If you watch the Princeton football team during practice any given afternoon, your attention immediately turns to the quarterback airing out the ball, the receivers running their routes and the coaches chewing on their whistles.
Easy to overlook is the player wearing number 15, the one working out alone, separate from the rest of the players clothed in Orange and Black.
Transition to any Saturday afternoon, and you'll see a wildly different picture. With the game on the line and the clock winding down, it is that same number 15 who steps onto the field and gets ready for the coming play with the hearts and hopes of his team resting on his shoulders.
Such is the dual life of a kicker: a player who is an afterthought 90 percent of the time but becomes the most important man in the stadium for the sliver of time when he steps on the field.

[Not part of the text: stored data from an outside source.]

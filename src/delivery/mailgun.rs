//! Mailgun transport (design §4.5).

use async_trait::async_trait;
use reqwest::{multipart, Client, StatusCode};

use super::{synthesize_message_id, DeliveryError, Envelope, SendResult, Transport};

#[derive(Debug, Clone)]
pub struct MailgunConfig {
    pub api_key: String,
    pub domain: String,
    pub base_url: String,
}

impl Default for MailgunConfig {
    fn default() -> Self {
        Self {
            api_key: String::new(),
            domain: String::new(),
            base_url: "https://api.mailgun.net/v3".to_string(),
        }
    }
}

pub struct MailgunTransport {
    config: MailgunConfig,
    client: Client,
}

impl MailgunTransport {
    pub fn new(config: MailgunConfig) -> Self {
        Self {
            config,
            client: Client::new(),
        }
    }
}

#[async_trait]
impl Transport for MailgunTransport {
    fn name(&self) -> &'static str {
        "mailgun"
    }

    async fn send(&self, envelope: Envelope) -> SendResult {
        let mut form = multipart::Form::new()
            .text("from", envelope.from.clone())
            .text("to", envelope.to.clone())
            .text("subject", envelope.subject.clone())
            .text("html", envelope.html.clone());
        if let Some(text) = envelope.text.clone() {
            form = form.text("text", text);
        }
        if let Some(reply_to) = envelope.reply_to.clone() {
            form = form.text("h:Reply-To", reply_to);
        }

        let response = self
            .client
            .post(format!("{}/{}/messages", self.config.base_url, self.config.domain))
            .basic_auth("api", Some(&self.config.api_key))
            .multipart(form)
            .send()
            .await;

        match response {
            Ok(resp) => classify_response(resp).await,
            Err(err) => SendResult::Rejected(classify_reqwest_error(&err)),
        }
    }
}

async fn classify_response(resp: reqwest::Response) -> SendResult {
    let status = resp.status();
    if status.is_success() {
        #[derive(serde::Deserialize)]
        struct Accepted {
            id: Option<String>,
        }
        let id = resp
            .json::<Accepted>()
            .await
            .ok()
            .and_then(|a| a.id)
            .unwrap_or_else(|| synthesize_message_id("mailgun"));
        return SendResult::Accepted {
            provider_message_id: id,
        };
    }
    let message = resp.text().await.unwrap_or_else(|_| status.to_string());
    SendResult::Rejected(classify_status(status, message))
}

fn classify_status(status: StatusCode, message: String) -> DeliveryError {
    match status {
        StatusCode::UNAUTHORIZED | StatusCode::FORBIDDEN => DeliveryError::AuthFailed(message),
        StatusCode::TOO_MANY_REQUESTS => DeliveryError::RateLimitedUpstream(message),
        s if s.as_u16() == 400 => DeliveryError::PermanentReject(message),
        s if s.is_server_error() => DeliveryError::TemporaryDefer(message),
        _ => DeliveryError::TemporaryDefer(message),
    }
}

fn classify_reqwest_error(err: &reqwest::Error) -> DeliveryError {
    if err.is_timeout() || err.is_connect() {
        DeliveryError::NetworkError(err.to_string())
    } else {
        DeliveryError::TemporaryDefer(err.to_string())
    }
}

On the Princeton football team, that role is filled by senior Derek Javarone.
Javarone didn't always want to be a kicker. In fact, when he began kicking in high school, he just wanted to hang out with his friends. Javarone played many sports growing up, and ,when his friends took up football, he wanted to as well. His father — a chiropractor — was wary of the dangers of football and only allowed Javarone to play as a kicker.

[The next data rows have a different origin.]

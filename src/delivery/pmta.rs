//! PowerMTA (PMTA) transport, via PMTA's HTTP injection API (design §4.5).

use async_trait::async_trait;
use reqwest::{Client, StatusCode};
use serde::Serialize;

use super::{synthesize_message_id, DeliveryError, Envelope, SendResult, Transport};

#[derive(Debug, Clone)]
pub struct PmtaConfig {
    pub inject_url: String,
    pub username: Option<String>,
    pub password: Option<String>,
}

pub struct PmtaTransport {
    config: PmtaConfig,
    client: Client,
}

impl PmtaTransport {
    pub fn new(config: PmtaConfig) -> Self {
        Self {
            config,
            client: Client::new(),
        }
    }
}

#[derive(Debug, Serialize)]
struct PmtaInjectRequest<'a> {
    envelope_from: &'a str,
    envelope_to: &'a str,
    subject: &'a str,
    html: &'a str,
    #[serde(skip_serializing_if = "Option::is_none")]
    text: Option<&'a str>,
}

#[async_trait]
impl Transport for PmtaTransport {
    fn name(&self) -> &'static str {
        "pmta"
    }

    async fn send(&self, envelope: Envelope) -> SendResult {
        let request = PmtaInjectRequest {
            envelope_from: &envelope.from,
            envelope_to: &envelope.to,
            subject: &envelope.subject,
            html: &envelope.html,
            text: envelope.text.as_deref(),
        };

        let mut builder = self.client.post(&self.config.inject_url).json(&request);
        if let (Some(user), Some(pass)) = (&self.config.username, &self.config.password) {
            builder = builder.basic_auth(user, Some(pass));
        }

        match builder.send().await {
            Ok(resp) => classify_response(resp).await,
            Err(err) => SendResult::Rejected(classify_reqwest_error(&err)),
        }
    }
}

async fn classify_response(resp: reqwest::Response) -> SendResult {
    let status = resp.status();
    if status.is_success() {
        #[derive(serde::Deserialize)]
        struct Accepted {
            #[serde(default)]
            queue_id: Option<String>,
        }
        let id = resp
            .json::<Accepted>()
            .await
            .ok()
            .and_then(|a| a.queue_id)
            .unwrap_or_else(|| synthesize_message_id("pmta"));
        return SendResult::Accepted {
            provider_message_id: id,
        };
    }
    let message = resp.text().await.unwrap_or_else(|_| status.to_string());
    SendResult::Rejected(classify_status(status, message))
}

fn classify_status(status: StatusCode, message: String) -> DeliveryError {
    match status {
        StatusCode::UNAUTHORIZED | StatusCode::FORBIDDEN => DeliveryError::AuthFailed(message),
        StatusCode::TOO_MANY_REQUESTS => DeliveryError::RateLimitedUpstream(message),
        s if s.as_u16() == 400 || s.as_u16() == 422 => DeliveryError::PermanentReject(message),
        s if s.is_server_error() => DeliveryError::TemporaryDefer(message),
        _ => DeliveryError::TemporaryDefer(message),
    }
}

fn classify_reqwest_error(err: &reqwest::Error) -> DeliveryError {
    if err.is_timeout() || err.is_connect() {
        DeliveryError::NetworkError(err.to_string())
    } else {
        DeliveryError::TemporaryDefer(err.to_string())
    }
}
//! ISP bucket resolution (design §4.3, glossary "ISP bucket").
//!
//! A fixed map from email domain to a canonical ISP bucket, used as the
//! coarse granularity of throttling between the per-domain and global
//! keys.

/// Canonical ISP buckets (design glossary).
pub fn isp_for_domain(domain: &str) -> &'static str {
    let domain = domain.to_ascii_lowercase();
    match domain.as_str() {
        "gmail.com" | "googlemail.com" => "gmail",
        "yahoo.com" | "yahoo.co.uk" | "ymail.com" | "rocketmail.com" => "yahoo",
        "outlook.com" | "hotmail.com" | "live.com" | "msn.com" => "microsoft",
        "aol.com" => "aol",
        "icloud.com" | "me.com" | "mac.com" => "apple",
        "comcast.net" => "comcast",
        "att.net" => "att",
        "verizon.net" => "verizon",
        _ => "other",
    }
}

#[cfg(test)]
mod tests {
    use super::*;

    #[test]
    fn maps_known_domains() {
        assert_eq!(isp_for_domain("gmail.com"), "gmail");
        assert_eq!(isp_for_domain("Outlook.com"), "microsoft");
        assert_eq!(isp_for_domain("att.net"), "att");
    }

    #[test]
    fn unknown_domain_falls_back_to_other() {
        assert_eq!(isp_for_domain("example.com"), "other");
    }
}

At West Allegheny High School in Imperial, Pa., Javarone twice earned all-state honors and converted 48 of 48 point after touchdown (PAT) attempts during his senior year. Some of that success can be attributed to the kicking coach he had in high school, which very few high school kickers are lucky enough to have.
At Princeton, Javarone doesn't have the luxury of a positional coach, which gives him plenty of downtime in practice while the position players are doing drills or running plays.

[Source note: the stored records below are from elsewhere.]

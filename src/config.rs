//! Process configuration, loaded once at startup from the environment.
//!
//! Field names map to the environment variables documented in the
//! design's §6 (`envy` upper-cases each field name to find its match,
//! same convention the sibling web backend in this family uses).

use serde::Deserialize;
use uuid::Uuid;

#[derive(Debug, Clone, Deserialize)]
pub struct AppConfig {
    #[serde(default = "default_bind_addr")]
    pub bind_addr: String,

    /// External origin used when composing outbound tracking links.
    pub tracking_url: String,

    /// Current HMAC key for the signed URL codec.
    pub tracking_secret: String,

    /// Previous HMAC key, accepted during rotation.
    pub tracking_secret_prev: Option<String>,

    #[serde(default)]
    pub dev_mode: bool,

    #[serde(default = "default_environment")]
    pub environment: String,

    pub default_org_id: Option<Uuid>,

    pub database_url: String,

    #[serde(default = "default_change_bus_url")]
    pub change_bus_url: String,

    #[serde(default = "default_robotic_user_agents")]
    pub robotic_user_agents: Vec<String>,
}

fn default_bind_addr() -> String {
    "0.0.0.0:8080".to_string()
}

fn default_environment() -> String {
    "production".to_string()
}

fn default_change_bus_url() -> String {
    "memory://events".to_string()
}

fn default_robotic_user_agents() -> Vec<String> {
    vec![
        "applemailpromp".to_string(),
        "googleimageproxy".to_string(),
        "outlook-safelinks".to_string(),
        "barracuda".to_string(),
        "symantec-mailtester".to_string(),
    ]
}

impl AppConfig {
    pub fn from_env() -> Result<Self, crate::error::AppError> {
        envy::from_env::<AppConfig>()
            .map_err(|e| crate::error::AppError::Config(e.to_string()))
    }

    pub fn is_development(&self) -> bool {
        self.dev_mode || self.environment == "development"
    }

    /// Resolve the org context a request should use when no header is
    /// present, if dev mode permits a default tenant.
    pub fn default_org(&self) -> Option<Uuid> {
        if self.is_development() {
            self.default_org_id
        } else {
            None
        }
    }
}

"[During our free time in practice], we do whatever we want," Javarone said. "There's no specific coach for our position, so I'm pretty much kind of coaching myself."
Javarone has coached himself well enough throughout the past four years to claim the role of the Tigers' primary kicker. Over the years, he has learned to deal with the on-field pressures, but it wasn't as easy to deal with the demands of his position when he was first thrust into the role as a freshman.
"It was tough at first, but I think I got used to it pretty fast," Javarone said. "I remember the first game I was pacing up and down the sideline before the game, and some guy in the stands yelled at me to calm down."
Three years later, Javarone has lost those rookie nerves, and rather than trying to pace away his anxiety, he focuses on the game and his next kick. As a player who doesn't often get in on the action, it may seem difficult for the kicker to maintain that necessary focus. Yet Javarone says that staying on top of the action, as well as his own duties, while waiting on the sideline is not that tough.
"You know all the guys out there, and you know what's going on," Javarone said. "So you don't really feel all alone out there. You're into it; you're focused. Everything is fine."

The difficulty arises when Javarone comes off the field after missing a field goal or PAT. Regardless of what went wrong, the kicker is usually the one to receive the brunt of the blame, which can lead to some lonely times on the sideline. Javarone, however, says that brooding is the last thing that he wants to do after a mistake.
"[After a miss] I figure out what I did wrong, what happened, and then you just forget about it," Javarone said. "I just start focusing on the next kick. You're going to make some, and you're going to miss some. It's just the way it is. You can't let it rattle you."
This past week Javarone was anything but rattled. He hit five field goals for the Tigers against Columbia, which tied his own Ivy League record — set against Dartmouth in 2003 — for field goals in an Ivy League game. Add in his four converted extra points, and he put 19 points on the board Saturday, a single-game Ivy record.
Neither of those two days rank as the kicking highlight of Javarone's time at Princeton, though. His favorite kick came in the first weekend of this season against Lafayette, when he converted a 37-yarder to put the Tigers up by 10 late in the fourth quarter. After another Lafayette score, the ield goal ended up being Princeton's margin of victory.
His next field goal will likely be a memorable one as well: it will be the 38th of his career, tying the career record currently held by Taylor Northrop '02.
But whether Javarone ends up the record-setting hero or the goat this Saturday afternoon, come practice on Monday, Javarone will be back to his usual routine: coaching himself on his kicking alone and off to the side, getting ready for the next time he'll be called upon when the game is on the line.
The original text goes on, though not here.